No-Fault Insurance for Motorcyclists
Rider aid and motorcyclist insurance policies differ greatly from driver policies. The general public and even many motorcyclists are not aware that motorcyclists are unable to purchase No-Fault Insurance.
What is No-Fault and why is it important?
No-Fault covers a driver’s medical expenses and lost wages while they recuperate from an accident. So if you’ve been in an automobile accident, No-Fault Insurance may cover your medical expenses and salary while you are recovering, and while you re-train (physical or occupational therapy) in order to return to work.
Why are motorcyclists NOT covered?
In the United States, a motorcycle is classified as a “recreational” vehicle (like an ATV or a boat) and, as such, does NOT qualify for No-Fault Insurance coverage like an automobile—even though it has to be inspected, insured, and registered like an automobile. Because of the “recreational” vehicle classification, its use and any subsequent accidents are not covered by the No-Fault condition.
To compound the motorcyclist’s insurance dilemma, many health insurance plans contain clauses that DO NOT COVER SPORTS RELATED INJURIES; only illnesses. So, while you have No-Fault Insurance coverage for auto accidents; homeowner’s insurance and Worker’s Compensation to cover you at home and work in case of accident, if you are injured while skydiving, hiking, rock climbing, or motorcycling…you are on your own.
The worst part is that most people find this out when it’s too late—when they are in the Emergency Room.
Additional No-Fault Facts
What do I do if my expenses exceed the $50,000 available under No-Fault?
When the basic No-Fault benefits are consumed, you may apply for Additional No-Fault (Additional PIP) benefits either from the vehicle you occupied or any auto policy of a related member of your household. Additional PIP is an optional coverage which is usually not expensive. If no Additional PIP benefits are available, you may make a claim to your standard health insurance to pay for your medical expenses. You may also be eligible for Federal Social Security Disability benefits.
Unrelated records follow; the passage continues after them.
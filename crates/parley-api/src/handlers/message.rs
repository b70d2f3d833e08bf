//! Conversation handlers: contacts, history, send.

use axum::Json;
use axum::extract::{FromRequest, Multipart, Path, Request, State};
use axum::http::header::CONTENT_TYPE;

use parley_core::error::AppError;
use parley_entity::message::Message;
use parley_entity::user::User;
use parley_service::SendMessage;

use crate::dto::request::SendTextRequest;
use crate::dto::response::ApiResponse;
use crate::error::ApiError;
use crate::extractors::{AuthUser, JsonBody, UploadForm};
use crate::state::AppState;

/// GET /api/messages/users
pub async fn list_users(
    State(state): State<AppState>,
    auth: AuthUser,
) -> Result<Json<ApiResponse<Vec<User>>>, ApiError> {
    let users = state.messages.list_contacts(&auth).await?;
    Ok(Json(ApiResponse::ok("Users fetched successfully", users)))
}

/// GET /api/messages/{id}
pub async fn get_messages(
    State(state): State<AppState>,
    auth: AuthUser,
    Path(contact_id): Path<String>,
) -> Result<Json<ApiResponse<Vec<Message>>>, ApiError> {
    let messages = state.messages.conversation(&auth, &contact_id).await?;
    Ok(Json(ApiResponse::ok("Messages fetched successfully", messages)))
}

/// POST /api/messages/send/{id}
///
/// Accepts `multipart/form-data` with a `text` field and an optional
/// `image` file, or a JSON body `{"text": ...}` for text-only messages.
pub async fn send_message(
    State(state): State<AppState>,
    auth: AuthUser,
    Path(contact_id): Path<String>,
    request: Request,
) -> Result<Json<ApiResponse<Message>>, ApiError> {
    let is_multipart = request
        .headers()
        .get(CONTENT_TYPE)
        .and_then(|v| v.to_str().ok())
        .is_some_and(|ct| ct.starts_with("multipart/form-data"));

    let input = if is_multipart {
        let multipart = Multipart::from_request(request, &state)
            .await
            .map_err(|e| AppError::validation(e.body_text()))?;
        let mut form = UploadForm::collect(multipart).await?;
        SendMessage {
            text: form.take_field("text"),
            image: form.take_file("image"),
        }
    } else {
        let JsonBody(body) = JsonBody::<SendTextRequest>::from_request(request, &state).await?;
        SendMessage {
            text: body.text,
            image: None,
        }
    };

    let message = state.messages.send(&auth, &contact_id, input).await?;
    Ok(Json(ApiResponse::ok("Message sent successfully", message)))
}
//! Pushes online-user snapshots to connected clients.

use std::sync::Arc;

use tokio::sync::{Mutex, broadcast};
use tracing::{debug, info};

use crate::connection::handle::ConnectionHandle;
use crate::connection::pool::ConnectionPool;
use crate::connection::registry::ConnectionRegistry;
use crate::message::types::OutboundEvent;
use crate::metrics::EngineMetrics;

/// Sends `getOnlineUsers` snapshots.
///
/// All snapshot pushes go through `fanout`, so the snapshot is taken and
/// delivered under one lock. Each connection therefore sees snapshots in
/// the order they were taken.
#[derive(Debug)]
pub struct PresenceBroadcaster {
    registry: Arc<ConnectionRegistry>,
    pool: Arc<ConnectionPool>,
    metrics: Arc<EngineMetrics>,
    fanout: Mutex<()>,
}

impl PresenceBroadcaster {
    /// Create a broadcaster over the given registry and pool.
    pub fn new(
        registry: Arc<ConnectionRegistry>,
        pool: Arc<ConnectionPool>,
        metrics: Arc<EngineMetrics>,
    ) -> Self {
        Self {
            registry,
            pool,
            metrics,
            fanout: Mutex::new(()),
        }
    }

    /// Greet a new connection with the current snapshot, then include it in
    /// future broadcasts.
    pub async fn admit(&self, handle: &Arc<ConnectionHandle>) {
        let _guard = self.fanout.lock().await;
        let snapshot = self.registry.online_identities();
        handle.send(OutboundEvent::GetOnlineUsers(snapshot));
        self.pool.add(Arc::clone(handle));
    }

    /// Answer one connection's explicit snapshot request.
    pub async fn send_snapshot(&self, handle: &ConnectionHandle) {
        let _guard = self.fanout.lock().await;
        let snapshot = self.registry.online_identities();
        handle.send(OutboundEvent::GetOnlineUsers(snapshot));
    }

    /// Push the current snapshot to every open connection.
    ///
    /// Returns how many connections accepted the push.
    pub async fn broadcast_all(&self) -> usize {
        let _guard = self.fanout.lock().await;
        let snapshot = self.registry.online_identities();
        let connections = self.pool.all_connections();

        let delivered = connections
            .iter()
            .filter(|conn| conn.send(OutboundEvent::GetOnlineUsers(snapshot.clone())))
            .count();

        self.metrics.record_broadcast();
        debug!(
            online = snapshot.len(),
            connections = connections.len(),
            delivered,
            "Presence snapshot broadcast"
        );
        delivered
    }

    /// Broadcast after registry changes until shutdown.
    ///
    /// Changes that pile up while a broadcast is in flight collapse into a
    /// single follow-up broadcast of the then-current state.
    pub async fn run(self: Arc<Self>, mut shutdown: broadcast::Receiver<()>) {
        let mut changes = self.registry.subscribe_changes();
        info!("Presence broadcaster started");

        loop {
            tokio::select! {
                changed = changes.changed() => {
                    if changed.is_err() {
                        break;
                    }
                    changes.borrow_and_update();
                    self.broadcast_all().await;
                }
                _ = shutdown.recv() => break,
            }
        }

        info!("Presence broadcaster stopped");
    }
}

#[cfg(test)]
mod tests {
    use parley_core::types::id::UserId;

    use super::*;
    use crate::connection::handle::OutboundReceiver;

    fn setup() -> (Arc<ConnectionRegistry>, Arc<ConnectionPool>, PresenceBroadcaster) {
        let registry = Arc::new(ConnectionRegistry::new());
        let pool = Arc::new(ConnectionPool::new());
        let broadcaster = PresenceBroadcaster::new(
            Arc::clone(&registry),
            Arc::clone(&pool),
            Arc::new(EngineMetrics::new()),
        );
        (registry, pool, broadcaster)
    }

    fn connect(user: UserId) -> (Arc<ConnectionHandle>, OutboundReceiver) {
        let (handle, rx) = ConnectionHandle::channel(user, 16);
        (Arc::new(handle), rx)
    }

    #[tokio::test]
    async fn test_admit_sends_snapshot_to_newcomer_only() {
        let (registry, pool, broadcaster) = setup();
        let a = UserId::new();
        let (ha, mut rxa) = connect(a);
        registry.register(a, Arc::clone(&ha));
        broadcaster.admit(&ha).await;

        let b = UserId::new();
        let (hb, mut rxb) = connect(b);
        registry.register(b, Arc::clone(&hb));
        broadcaster.admit(&hb).await;

        assert_eq!(rxa.try_recv().unwrap(), OutboundEvent::GetOnlineUsers(vec![a]));
        assert!(rxa.try_recv().is_err());

        match rxb.try_recv().unwrap() {
            OutboundEvent::GetOnlineUsers(mut ids) => {
                ids.sort();
                let mut expected = vec![a, b];
                expected.sort();
                assert_eq!(ids, expected);
            }
            other => panic!("unexpected event {other:?}"),
        }
        assert_eq!(pool.connection_count(), 2);
    }

    #[tokio::test]
    async fn test_broadcast_reaches_superseded_tabs() {
        let (registry, _pool, broadcaster) = setup();
        let user = UserId::new();
        let (old, mut rx_old) = connect(user);
        let (new, mut rx_new) = connect(user);

        registry.register(user, Arc::clone(&old));
        broadcaster.admit(&old).await;
        registry.register(user, Arc::clone(&new));
        broadcaster.admit(&new).await;
        while rx_old.try_recv().is_ok() {}
        while rx_new.try_recv().is_ok() {}

        assert_eq!(broadcaster.broadcast_all().await, 2);
        assert_eq!(rx_old.try_recv().unwrap(), OutboundEvent::GetOnlineUsers(vec![user]));
        assert_eq!(rx_new.try_recv().unwrap(), OutboundEvent::GetOnlineUsers(vec![user]));
    }

    #[tokio::test]
    async fn test_run_follows_registry_changes() {
        let registry = Arc::new(ConnectionRegistry::new());
        let metrics = Arc::new(EngineMetrics::new());
        let broadcaster = Arc::new(PresenceBroadcaster::new(
            Arc::clone(&registry),
            Arc::new(ConnectionPool::new()),
            Arc::clone(&metrics),
        ));
        let (shutdown_tx, shutdown_rx) = broadcast::channel(1);
        let task = tokio::spawn(Arc::clone(&broadcaster).run(shutdown_rx));
        tokio::task::yield_now().await;

        let watcher = UserId::new();
        let (hw, mut rxw) = connect(watcher);
        registry.register(watcher, Arc::clone(&hw));
        broadcaster.admit(&hw).await;

        let other = UserId::new();
        let (ho, _rxo) = connect(other);
        registry.register(other, Arc::clone(&ho));
        tokio::task::yield_now().await;
        registry.unregister(other, &ho);

        tokio::time::sleep(std::time::Duration::from_millis(100)).await;
        let mut events = Vec::new();
        while let Ok(event) = rxw.try_recv() {
            events.push(event);
        }

        assert!(metrics.snapshot().presence_broadcasts >= 1);
        assert_eq!(
            events.last(),
            Some(&OutboundEvent::GetOnlineUsers(vec![watcher]))
        );

        shutdown_tx.send(()).unwrap();
        task.await.unwrap();
    }
}
//! Custom Axum extractors.

pub mod auth;
pub mod json;
pub mod multipart;

pub use auth::{AuthUser, MaybeAuthUser};
pub use json::JsonBody;
pub use multipart::UploadForm;
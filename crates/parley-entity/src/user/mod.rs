//! User domain entities.

pub mod model;

pub use model::{CreateUser, User};
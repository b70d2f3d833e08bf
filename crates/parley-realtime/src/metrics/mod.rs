//! Realtime engine metrics.

use std::sync::atomic::{AtomicU64, Ordering};

use serde::{Deserialize, Serialize};

/// Engine-level metrics counters.
#[derive(Debug, Default)]
pub struct EngineMetrics {
    connections_total: AtomicU64,
    connections_active: AtomicU64,
    messages_delivered: AtomicU64,
    messages_undelivered: AtomicU64,
    presence_broadcasts: AtomicU64,
    inbound_frames: AtomicU64,
    inbound_rejected: AtomicU64,
}

impl EngineMetrics {
    /// Create new zeroed metrics
    pub fn new() -> Self {
        Self::default()
    }

    /// Record a new connection
    pub fn record_connect(&self) {
        self.connections_total.fetch_add(1, Ordering::Relaxed);
        self.connections_active.fetch_add(1, Ordering::Relaxed);
    }

    /// Record a disconnection
    pub fn record_disconnect(&self) {
        self.connections_active.fetch_sub(1, Ordering::Relaxed);
    }

    /// Record a message pushed to an online receiver
    pub fn record_delivered(&self) {
        self.messages_delivered.fetch_add(1, Ordering::Relaxed);
    }

    /// Record a message left for history
    pub fn record_undelivered(&self) {
        self.messages_undelivered.fetch_add(1, Ordering::Relaxed);
    }

    /// Record a presence fan-out
    pub fn record_broadcast(&self) {
        self.presence_broadcasts.fetch_add(1, Ordering::Relaxed);
    }

    /// Record an inbound frame; `accepted` is false when it failed validation
    pub fn record_inbound(&self, accepted: bool) {
        self.inbound_frames.fetch_add(1, Ordering::Relaxed);
        if !accepted {
            self.inbound_rejected.fetch_add(1, Ordering::Relaxed);
        }
    }

    /// Get a snapshot of all metrics
    pub fn snapshot(&self) -> MetricsSnapshot {
        MetricsSnapshot {
            connections_total: self.connections_total.load(Ordering::Relaxed),
            connections_active: self.connections_active.load(Ordering::Relaxed),
            messages_delivered: self.messages_delivered.load(Ordering::Relaxed),
            messages_undelivered: self.messages_undelivered.load(Ordering::Relaxed),
            presence_broadcasts: self.presence_broadcasts.load(Ordering::Relaxed),
            inbound_frames: self.inbound_frames.load(Ordering::Relaxed),
            inbound_rejected: self.inbound_rejected.load(Ordering::Relaxed),
        }
    }
}

/// Serializable metrics snapshot
#[derive(Debug, Clone, Serialize, Deserialize)]
pub struct MetricsSnapshot {
    /// Total connections ever admitted
    pub connections_total: u64,
    /// Currently open connections
    pub connections_active: u64,
    /// Messages pushed to an online receiver
    pub messages_delivered: u64,
    /// Messages whose receiver was offline or unreachable
    pub messages_undelivered: u64,
    /// Presence fan-outs performed
    pub presence_broadcasts: u64,
    /// Inbound frames processed
    pub inbound_frames: u64,
    /// Inbound frames rejected
    pub inbound_rejected: u64,
}
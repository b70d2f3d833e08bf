//! Response DTOs.

use serde::{Deserialize, Serialize};

use parley_realtime::metrics::MetricsSnapshot;

/// Standard success response wrapper: `{"success": true, "message": ..., "data": ...}`.
#[derive(Debug, Clone, Serialize, Deserialize)]
pub struct ApiResponse<T: Serialize> {
    /// Whether the request was successful.
    pub success: bool,
    /// Human-readable outcome.
    pub message: String,
    /// Response data.
    #[serde(skip_serializing_if = "Option::is_none")]
    pub data: Option<T>,
}

impl<T: Serialize> ApiResponse<T> {
    /// Creates a successful response carrying `data`.
    pub fn ok(message: impl Into<String>, data: T) -> Self {
        Self {
            success: true,
            message: message.into(),
            data: Some(data),
        }
    }
}

impl ApiResponse<()> {
    /// Creates a successful response with no payload.
    pub fn message(message: impl Into<String>) -> Self {
        Self {
            success: true,
            message: message.into(),
            data: None,
        }
    }
}

/// Health check response.
#[derive(Debug, Clone, Serialize, Deserialize)]
pub struct HealthResponse {
    /// Status.
    pub status: String,
    /// Version.
    pub version: String,
    /// Seconds since the server started.
    pub uptime_seconds: u64,
    /// Active object storage provider.
    pub storage_provider: String,
    /// Users with a registered realtime connection.
    pub online_users: usize,
    /// Realtime engine counters.
    pub realtime: MetricsSnapshot,
}
//! Parley server: presence and live delivery for direct messaging.
//!
//! Main entry point that wires all crates together and starts the server.

use std::sync::Arc;
use std::time::Duration;

use tokio::sync::oneshot;
use tracing_subscriber::{EnvFilter, fmt};

use parley_api::{AppState, build_app};
use parley_core::config::AppConfig;
use parley_core::error::AppError;
use parley_database::DatabasePool;
use parley_service::{MemoryStore, MessageStore, PgStore, UserStore};
use parley_storage::StorageManager;

#[tokio::main]
async fn main() {
    let env = std::env::var("PARLEY_ENV").unwrap_or_else(|_| "development".to_string());

    let config = match AppConfig::load(&env) {
        Ok(c) => c,
        Err(e) => {
            eprintln!("Failed to load configuration: {}", e);
            std::process::exit(1);
        }
    };

    init_logging(&config);
    tracing::info!(env = %env, "Configuration loaded");

    if let Err(e) = run(config).await {
        tracing::error!("Server error: {}", e);
        std::process::exit(1);
    }
}

/// Initialize tracing/logging
fn init_logging(config: &AppConfig) {
    let filter =
        EnvFilter::try_from_default_env().unwrap_or_else(|_| EnvFilter::new(&config.logging.level));

    match config.logging.format.as_str() {
        "json" => {
            fmt()
                .json()
                .with_env_filter(filter)
                .with_target(true)
                .with_thread_ids(true)
                .init();
        }
        _ => {
            fmt()
                .pretty()
                .with_env_filter(filter)
                .with_target(true)
                .init();
        }
    }
}

/// Main server run function
async fn run(config: AppConfig) -> Result<(), AppError> {
    tracing::info!("Starting Parley v{}", env!("CARGO_PKG_VERSION"));

    // ── Step 1: Object storage ───────────────────────────────────
    tracing::info!(
        "Initializing storage (provider: {})...",
        config.storage.provider
    );
    let storage = Arc::new(StorageManager::from_config(&config.storage).await?);

    // ── Step 2: Persistence ──────────────────────────────────────
    let (db_pool, users, messages): (
        Option<DatabasePool>,
        Arc<dyn UserStore>,
        Arc<dyn MessageStore>,
    ) = if config.database.url.is_empty() {
        tracing::warn!("No database URL configured, using the in-memory store");
        let store = Arc::new(MemoryStore::new());
        (None, store.clone(), store)
    } else {
        tracing::info!("Connecting to database...");
        let pool = DatabasePool::connect(&config.database).await?;
        let store = Arc::new(PgStore::new(&pool));
        (Some(pool), store.clone(), store)
    };

    // ── Step 3: Application state ────────────────────────────────
    let grace = Duration::from_secs(config.server.shutdown_grace_seconds);
    let addr = format!("{}:{}", config.server.host, config.server.port);
    let state = AppState::new(config, users, messages, storage);

    // ── Step 4: Realtime engine ──────────────────────────────────
    state.realtime.start().await;
    let realtime = Arc::clone(&state.realtime);

    // ── Step 5: Build and start HTTP server ──────────────────────
    let app = build_app(state);

    let listener = tokio::net::TcpListener::bind(&addr)
        .await
        .map_err(|e| AppError::internal(format!("Failed to bind {}: {}", addr, e)))?;
    tracing::info!("Parley server listening on {}", addr);

    // ── Step 6: Graceful shutdown ────────────────────────────────
    let (signalled_tx, signalled_rx) = oneshot::channel();
    let server = axum::serve(listener, app).with_graceful_shutdown(async move {
        shutdown_signal().await;
        tracing::info!("Shutdown signal received, closing live connections...");
        let _ = signalled_tx.send(());
        realtime.shutdown().await;
    });
    let mut server = tokio::spawn(async move { server.await });

    let finished = tokio::select! {
        result = &mut server => Some(result),
        _ = signalled_rx => tokio::time::timeout(grace, &mut server).await.ok(),
    };

    match finished {
        Some(Ok(result)) => {
            result.map_err(|e| AppError::internal(format!("Server error: {}", e)))?;
        }
        Some(Err(e)) => {
            return Err(AppError::internal(format!("Server task failed: {}", e)));
        }
        None => {
            tracing::warn!(
                grace_seconds = grace.as_secs(),
                "In-flight requests did not finish within the grace period"
            );
            server.abort();
        }
    }

    // ── Step 7: Release resources ────────────────────────────────
    if let Some(pool) = db_pool {
        pool.close().await;
    }

    tracing::info!("Parley server shut down gracefully");
    Ok(())
}

/// Wait for shutdown signal (Ctrl+C or SIGTERM)
async fn shutdown_signal() {
    let ctrl_c = async {
        if let Err(e) = tokio::signal::ctrl_c().await {
            tracing::error!("Failed to install Ctrl+C handler: {}", e);
            std::future::pending::<()>().await;
        }
    };

    #[cfg(unix)]
    let terminate = async {
        match tokio::signal::unix::signal(tokio::signal::unix::SignalKind::terminate()) {
            Ok(mut signal) => {
                signal.recv().await;
            }
            Err(e) => {
                tracing::error!("Failed to install SIGTERM handler: {}", e);
                std::future::pending::<()>().await;
            }
        }
    };

    #[cfg(not(unix))]
    let terminate = std::future::pending::<()>();

    tokio::select! {
        _ = ctrl_c => {},
        _ = terminate => {},
    }
}
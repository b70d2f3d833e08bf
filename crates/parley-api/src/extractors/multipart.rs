//! Multipart form collection.

use std::collections::HashMap;

use axum::extract::Multipart;
use axum::extract::multipart::MultipartError;
use axum::http::StatusCode;

use parley_core::error::AppError;
use parley_storage::ImageUpload;

use crate::error::ApiError;

/// Text fields and files of a multipart form, keyed by field name.
#[derive(Debug, Default)]
pub struct UploadForm {
    /// Non-file fields.
    pub fields: HashMap<String, String>,
    /// File fields.
    pub files: HashMap<String, ImageUpload>,
}

impl UploadForm {
    /// Drain every part of `multipart`. Later parts with the same name win.
    pub async fn collect(mut multipart: Multipart) -> Result<Self, ApiError> {
        let mut form = Self::default();

        while let Some(field) = multipart.next_field().await.map_err(multipart_error)? {
            let Some(name) = field.name().map(str::to_string) else {
                continue;
            };

            match field.file_name().map(str::to_string) {
                Some(file_name) => {
                    let content_type = field.content_type().unwrap_or_default().to_string();
                    let data = field.bytes().await.map_err(multipart_error)?;
                    form.files.insert(
                        name,
                        ImageUpload {
                            file_name,
                            content_type,
                            data,
                        },
                    );
                }
                None => {
                    let value = field.text().await.map_err(multipart_error)?;
                    form.fields.insert(name, value);
                }
            }
        }

        Ok(form)
    }

    /// Remove and return the file part named `name`.
    pub fn take_file(&mut self, name: &str) -> Option<ImageUpload> {
        self.files.remove(name)
    }

    /// Remove and return the text part named `name`.
    pub fn take_field(&mut self, name: &str) -> Option<String> {
        self.fields.remove(name)
    }
}

fn multipart_error(err: MultipartError) -> ApiError {
    if err.status() == StatusCode::PAYLOAD_TOO_LARGE {
        AppError::payload_too_large("Upload exceeds the maximum allowed size").into()
    } else {
        AppError::validation(format!("Malformed multipart body: {}", err.body_text())).into()
    }
}
//! # parley-database
//!
//! PostgreSQL connection management and concrete repository
//! implementations for users and messages.

pub mod connection;
pub mod migration;
pub mod repositories;

pub use connection::DatabasePool;
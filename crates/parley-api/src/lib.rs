//! # parley-api
//!
//! HTTP API layer for Parley built on Axum.
//!
//! Provides the REST endpoints for accounts and conversations, the
//! WebSocket upgrade into the realtime engine, middleware (CORS, request
//! logging), extractors, DTOs, and error mapping.

pub mod app;
pub mod dto;
pub mod error;
pub mod extractors;
pub mod handlers;
pub mod middleware;
pub mod router;
pub mod state;

pub use app::build_app;
pub use error::ApiError;
pub use state::AppState;
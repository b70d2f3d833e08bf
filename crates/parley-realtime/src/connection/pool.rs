//! Connection pool: every open WebSocket, including superseded ones.

use std::sync::Arc;

use dashmap::DashMap;

use super::handle::{ConnectionHandle, ConnectionId};

/// Thread-safe set of all open WebSocket connections.
///
/// Unlike the registry, a user may appear here several times: each open
/// tab keeps its entry until its socket closes, so presence broadcasts
/// reach every tab.
#[derive(Debug, Default)]
pub struct ConnectionPool {
    by_id: DashMap<ConnectionId, Arc<ConnectionHandle>>,
}

impl ConnectionPool {
    /// Creates a new empty connection pool.
    pub fn new() -> Self {
        Self::default()
    }

    /// Adds a connection to the pool.
    pub fn add(&self, handle: Arc<ConnectionHandle>) {
        self.by_id.insert(handle.id, handle);
    }

    /// Removes a connection from the pool.
    pub fn remove(&self, conn_id: &ConnectionId) -> Option<Arc<ConnectionHandle>> {
        self.by_id.remove(conn_id).map(|(_, handle)| handle)
    }

    /// Gets a specific connection by ID.
    pub fn get(&self, conn_id: &ConnectionId) -> Option<Arc<ConnectionHandle>> {
        self.by_id.get(conn_id).map(|entry| Arc::clone(entry.value()))
    }

    /// Returns total number of open connections.
    pub fn connection_count(&self) -> usize {
        self.by_id.len()
    }

    /// Returns all connection handles.
    pub fn all_connections(&self) -> Vec<Arc<ConnectionHandle>> {
        self.by_id
            .iter()
            .map(|entry| Arc::clone(entry.value()))
            .collect()
    }

    /// Drops every connection, returning the removed handles.
    ///
    /// A handle removed concurrently through [`remove`](Self::remove) is not
    /// returned here, so each handle leaves the pool exactly once.
    pub fn drain(&self) -> Vec<Arc<ConnectionHandle>> {
        let ids: Vec<ConnectionId> = self.by_id.iter().map(|entry| *entry.key()).collect();
        ids.iter().filter_map(|id| self.remove(id)).collect()
    }
}
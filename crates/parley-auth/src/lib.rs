//! # parley-auth
//!
//! Authentication primitives for Parley.
//!
//! ## Modules
//!
//! - `jwt`: session token issuing and verification
//! - `password`: Argon2id hashing and the sign-up password policy

pub mod jwt;
pub mod password;

pub use jwt::{Claims, JwtDecoder, JwtEncoder};
pub use password::{PasswordHasher, PasswordValidator};
//! Repository implementations for Parley entities.

pub mod message;
pub mod user;

pub use message::MessageRepository;
pub use user::UserRepository;

use parley_core::error::{AppError, ErrorKind};
use tracing::warn;

/// Map a query failure, reporting pool exhaustion as a retryable condition.
pub(crate) fn query_error(context: &'static str, err: sqlx::Error) -> AppError {
    match err {
        sqlx::Error::PoolTimedOut | sqlx::Error::PoolClosed => {
            warn!(error = %err, context, "Database pool unavailable");
            AppError::service_unavailable("Database is temporarily unavailable")
        }
        other => AppError::with_source(ErrorKind::Database, context, other),
    }
}

#[cfg(test)]
mod tests {
    use super::*;

    #[test]
    fn test_pool_timeout_is_service_unavailable() {
        let err = query_error("Failed to list users", sqlx::Error::PoolTimedOut);
        assert_eq!(err.kind, ErrorKind::ServiceUnavailable);
    }

    #[test]
    fn test_other_failures_keep_context() {
        let err = query_error("Failed to list users", sqlx::Error::RowNotFound);
        assert_eq!(err.kind, ErrorKind::Database);
        assert_eq!(err.message, "Failed to list users");
        assert!(err.source.is_some());
    }
}
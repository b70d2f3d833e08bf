//! Persistence seams used by the services.
//!
//! The services only see these traits. Production wires them to Postgres
//! through [`PgStore`]; tests and database-less runs use [`MemoryStore`].

pub mod memory;
pub mod postgres;

use async_trait::async_trait;

use parley_core::result::AppResult;
use parley_core::types::id::UserId;
use parley_entity::message::{CreateMessage, Message};
use parley_entity::user::{CreateUser, User};

pub use memory::MemoryStore;
pub use postgres::PgStore;

/// User directory.
#[async_trait]
pub trait UserStore: Send + Sync + std::fmt::Debug + 'static {
    /// Look up a user by id.
    async fn find_user(&self, id: UserId) -> AppResult<Option<User>>;

    /// Look up a user by normalized email.
    async fn find_user_by_email(&self, email: &str) -> AppResult<Option<User>>;

    /// Every user except `exclude`, newest first.
    async fn list_users_except(&self, exclude: UserId) -> AppResult<Vec<User>>;

    /// Insert a user. A taken email yields a `Conflict` error.
    async fn create_user(&self, data: CreateUser) -> AppResult<User>;

    /// Replace the avatar URL and return the updated user.
    async fn set_profile_picture(&self, id: UserId, url: &str) -> AppResult<User>;
}

/// Durable message store.
#[async_trait]
pub trait MessageStore: Send + Sync + std::fmt::Debug + 'static {
    /// Persist a message. It is durable once this returns.
    async fn create_message(&self, data: CreateMessage) -> AppResult<Message>;

    /// Messages between `a` and `b` in either direction, oldest first.
    async fn conversation(&self, a: UserId, b: UserId) -> AppResult<Vec<Message>>;
}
In addition to the above, you can also sue the party responsible for the accident, in order to recover the costs that you paid which exceed your policy limit.
What if the vehicle involved was a motorcycle?
If you are the operator or passenger of a motorcycle involved in an accident, you are excluded from No-Fault benefits (you may sue from first dollar loss). If you were a pedestrian struck by a motorcycle, you should file a claim with the insurer of the motorcycle. If it is not insured, then you may file the claim with the insurer of a household family relative who had an auto policy at the time of the accident. If there was no auto policy in the household, you should file a claim with the Motor Vehicle Accident Indemnification Corporation (MVAIC).